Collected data

○ ○ ○ ○

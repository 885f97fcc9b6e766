//! Tests for unified application configuration

use crate::config::{AppConfig, DatabaseConfig, FairnessConfig, LoggingConfig};
use crate::sql::SqlDialect;
use serial_test::serial;
use std::io::Write;

fn cleanup_env_vars() {
    unsafe {
        let vars = [
            "FAIRQ_DB_URL",
            "FAIRQ_DB_MAX_CONNECTIONS",
            "FAIRQ_DB_TIMEOUT_MS",
            "FAIRQ_QUEUES",
            "FAIRQ_TOP_K",
            "FAIRQ_BATCH_SIZE",
            "FAIRQ_READ_AHEAD",
            "FAIRQ_RECALCULATE_INTERVAL_SECS",
            "FAIRQ_CLEANUP_AFTER_RECALCULATE",
            "FAIRQ_JOBS_TABLE",
            "FAIRQ_RANKS_TABLE",
            "FAIRQ_LOG_LEVEL",
            "FAIRQ_LOG_FORMAT",
            "FAIRQ_CONFIG_PATH",
            "FAIRQ_CONFIG_YAML",
        ];
        for var in &vars {
            std::env::remove_var(var);
        }
    }
}

#[test]
#[serial]
fn test_defaults_from_env() {
    cleanup_env_vars();

    let config = AppConfig::load().unwrap();

    assert_eq!(config.database.dialect().unwrap(), SqlDialect::Postgres);
    assert_eq!(config.fairness.top_k, 100);
    assert_eq!(config.fairness.batch_size, 200);
    assert_eq!(config.fairness.read_ahead, 5);
    assert!(config.fairness.queues.is_empty());
    assert!(config.fairness.fair_queues().is_all());
    assert_eq!(config.logging.level, "info");
}

#[test]
#[serial]
fn test_fairness_config_from_env() {
    cleanup_env_vars();

    unsafe {
        std::env::set_var("FAIRQ_QUEUES", "imports, exports,,");
        std::env::set_var("FAIRQ_TOP_K", "25");
        std::env::set_var("FAIRQ_BATCH_SIZE", "50");
        std::env::set_var("FAIRQ_CLEANUP_AFTER_RECALCULATE", "false");
        std::env::set_var("FAIRQ_RANKS_TABLE", "queue.fair_ranks");
    }

    let config = FairnessConfig::from_env().unwrap();

    assert_eq!(config.queues, vec!["imports", "exports"]);
    assert_eq!(config.top_k, 25);
    assert_eq!(config.batch_size, 50);
    assert!(!config.cleanup_after_recalculate);
    assert_eq!(config.ranks_table().unwrap().as_str(), "queue.fair_ranks");

    cleanup_env_vars();
}

#[test]
#[serial]
fn test_invalid_number_is_rejected() {
    cleanup_env_vars();

    unsafe {
        std::env::set_var("FAIRQ_TOP_K", "lots");
    }

    let err = FairnessConfig::from_env().unwrap_err();
    assert!(err.to_string().contains("FAIRQ_TOP_K"));

    cleanup_env_vars();
}

#[test]
#[serial]
fn test_load_from_yaml_file() {
    cleanup_env_vars();

    let mut file = tempfile::NamedTempFile::new().unwrap();
    writeln!(
        file,
        r#"
database:
  url: postgresql://fairq:fairq@db:5432/fairq
fairness:
  queues: [imports]
  top_k: 10
logging:
  format: json
"#
    )
    .unwrap();

    unsafe {
        std::env::set_var("FAIRQ_CONFIG_PATH", file.path());
    }

    let config = AppConfig::load().unwrap();
    assert_eq!(config.database.max_connections, 10);
    assert_eq!(config.fairness.queues, vec!["imports"]);
    assert_eq!(config.fairness.top_k, 10);
    assert_eq!(config.fairness.batch_size, 200);
    assert!(config.logging.is_json());

    cleanup_env_vars();
}

#[test]
#[serial]
fn test_load_from_inline_yaml_validates() {
    cleanup_env_vars();

    unsafe {
        std::env::set_var(
            "FAIRQ_CONFIG_YAML",
            "database:\n  url: postgresql://localhost/db\nfairness:\n  top_k: 0\n",
        );
    }

    let err = AppConfig::load().unwrap_err();
    assert!(err.to_string().contains("top_k"));

    cleanup_env_vars();
}

#[test]
fn test_database_config_validation() {
    let invalid = DatabaseConfig {
        url: "postgresql://localhost/db".to_string(),
        max_connections: 0,
        connection_timeout_ms: 5000,
    };
    assert!(invalid.validate().is_err());

    let unknown_scheme = DatabaseConfig {
        url: "redis://localhost".to_string(),
        max_connections: 5,
        connection_timeout_ms: 5000,
    };
    assert!(unknown_scheme.validate().is_err());

    let sqlite = DatabaseConfig {
        url: "sqlite::memory:".to_string(),
        max_connections: 1,
        connection_timeout_ms: 5000,
    };
    assert_eq!(sqlite.dialect().unwrap(), SqlDialect::Sqlite);
}

#[test]
fn test_fairness_config_rejects_unsafe_table_names() {
    let config = FairnessConfig {
        jobs_table: "jobs; DROP TABLE jobs".to_string(),
        ..FairnessConfig::default()
    };
    assert!(config.validate().is_err());
}

#[test]
fn test_logging_config_validation() {
    let bad = LoggingConfig {
        level: "info".to_string(),
        format: "xml".to_string(),
    };
    assert!(bad.validate().is_err());
    assert!(LoggingConfig::default().validate().is_ok());
}
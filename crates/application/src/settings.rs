//! Tuning knobs for the fairness services

use fairq_core::{FairQueues, QueueScope};

/// Settings shared by the recalculation driver and the selector
#[derive(Debug, Clone, PartialEq, Eq)]
pub struct FairnessSettings {
    /// Queues under fairness control; empty means every queue
    pub fair_queues: FairQueues,
    /// Best-ranked tenants joined onto candidates
    pub top_k: u32,
    /// Candidates fetched per claim attempt
    pub read_ahead: u32,
    /// Rank rows per insert statement
    pub batch_size: usize,
}

impl Default for FairnessSettings {
    fn default() -> Self {
        Self {
            fair_queues: FairQueues::all(),
            top_k: 100,
            read_ahead: 5,
            batch_size: 200,
        }
    }
}

impl FairnessSettings {
    /// Queues the tenant stats aggregate is restricted to
    pub fn stats_scope(&self) -> QueueScope {
        self.fair_queues.as_scope()
    }
}
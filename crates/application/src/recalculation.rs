//! Fairness Recalculation Driver
//!
//! aggregate -> rank -> write generation -> advance pointer. The pointer is
//! only advanced once every row of the new generation is stored, so a
//! failed run leaves the previous generation authoritative.

use fairq_core::{Generation, RankEntry, RankRow, Result};
use fairq_ports::RankSnapshotStore;
use std::sync::Arc;
use std::time::Instant;
use tracing::{info, warn};

use crate::aggregator::TenantStatsAggregator;
use crate::settings::FairnessSettings;

pub struct FairnessRecalculator {
    aggregator: TenantStatsAggregator,
    ranks: Arc<dyn RankSnapshotStore>,
    settings: FairnessSettings,
}

impl FairnessRecalculator {
    pub fn new(
        aggregator: TenantStatsAggregator,
        ranks: Arc<dyn RankSnapshotStore>,
        settings: FairnessSettings,
    ) -> Self {
        Self {
            aggregator,
            ranks,
            settings,
        }
    }

    /// Compute and publish a new generation of ranks.
    ///
    /// Without an explicit generation the run is stamped with
    /// [`Generation::after`] the current one, so back-to-back runs within
    /// the same second still publish distinct generations.
    ///
    /// Returns the published entries. Concurrent runs are not serialized:
    /// whichever advances the pointer last wins and the other generation is
    /// left for [`RankSnapshotStore::cleanup_stale`].
    pub async fn recalculate(&self, requested: Option<Generation>) -> Result<Vec<RankEntry>> {
        let started = Instant::now();

        let previous = self.ranks.current().await?;
        let generation = match requested {
            Some(generation) => {
                if generation < previous {
                    warn!(%previous, %generation, "Publishing a generation older than the current one");
                }
                generation
            }
            None => Generation::after(previous),
        };

        let stats = self
            .aggregator
            .collect(&self.settings.stats_scope())
            .await?;
        let entries: Vec<RankEntry> = stats
            .into_iter()
            .map(|(tenant_key, stats)| RankEntry::from_stats(tenant_key, stats))
            .collect();
        let rows: Vec<RankRow> = entries
            .iter()
            .cloned()
            .map(|entry| entry.with_generation(generation))
            .collect();

        self.ranks
            .write_generation(&rows, generation, self.settings.batch_size)
            .await?;

        self.ranks.advance(generation).await?;

        info!(
            %generation,
            tenants = entries.len(),
            elapsed_ms = started.elapsed().as_millis() as u64,
            "Recalculated fair ranks"
        );
        Ok(entries)
    }
}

○ ○ ○ ○

§ TASK ITEM
Could you return exactly the stretch of the data above that starts at the line with "assert_eq!(config.fairness.top_k, 10);" and ends at the line with "assert!(unknown_scheme.validate().is_err());", both lines included?

§ EXERCISE ANSWER
    assert_eq!(config.fairness.top_k, 10);
    assert_eq!(config.fairness.batch_size, 200);
    assert!(config.logging.is_json());

    cleanup_env_vars();
}

#[test]
#[serial]
fn test_load_from_inline_yaml_validates() {
    cleanup_env_vars();

    unsafe {
        std::env::set_var(
            "FAIRQ_CONFIG_YAML",
            "database:\n  url: postgresql://localhost/db\nfairness:\n  top_k: 0\n",
        );
    }

    let err = AppConfig::load().unwrap_err();
    assert!(err.to_string().contains("top_k"));

    cleanup_env_vars();
}

#[test]
fn test_database_config_validation() {
    let invalid = DatabaseConfig {
        url: "postgresql://localhost/db".to_string(),
        max_connections: 0,
        connection_timeout_ms: 5000,
    };
    assert!(invalid.validate().is_err());

    let unknown_scheme = DatabaseConfig {
        url: "redis://localhost".to_string(),
        max_connections: 5,
        connection_timeout_ms: 5000,
    };
    assert!(unknown_scheme.validate().is_err());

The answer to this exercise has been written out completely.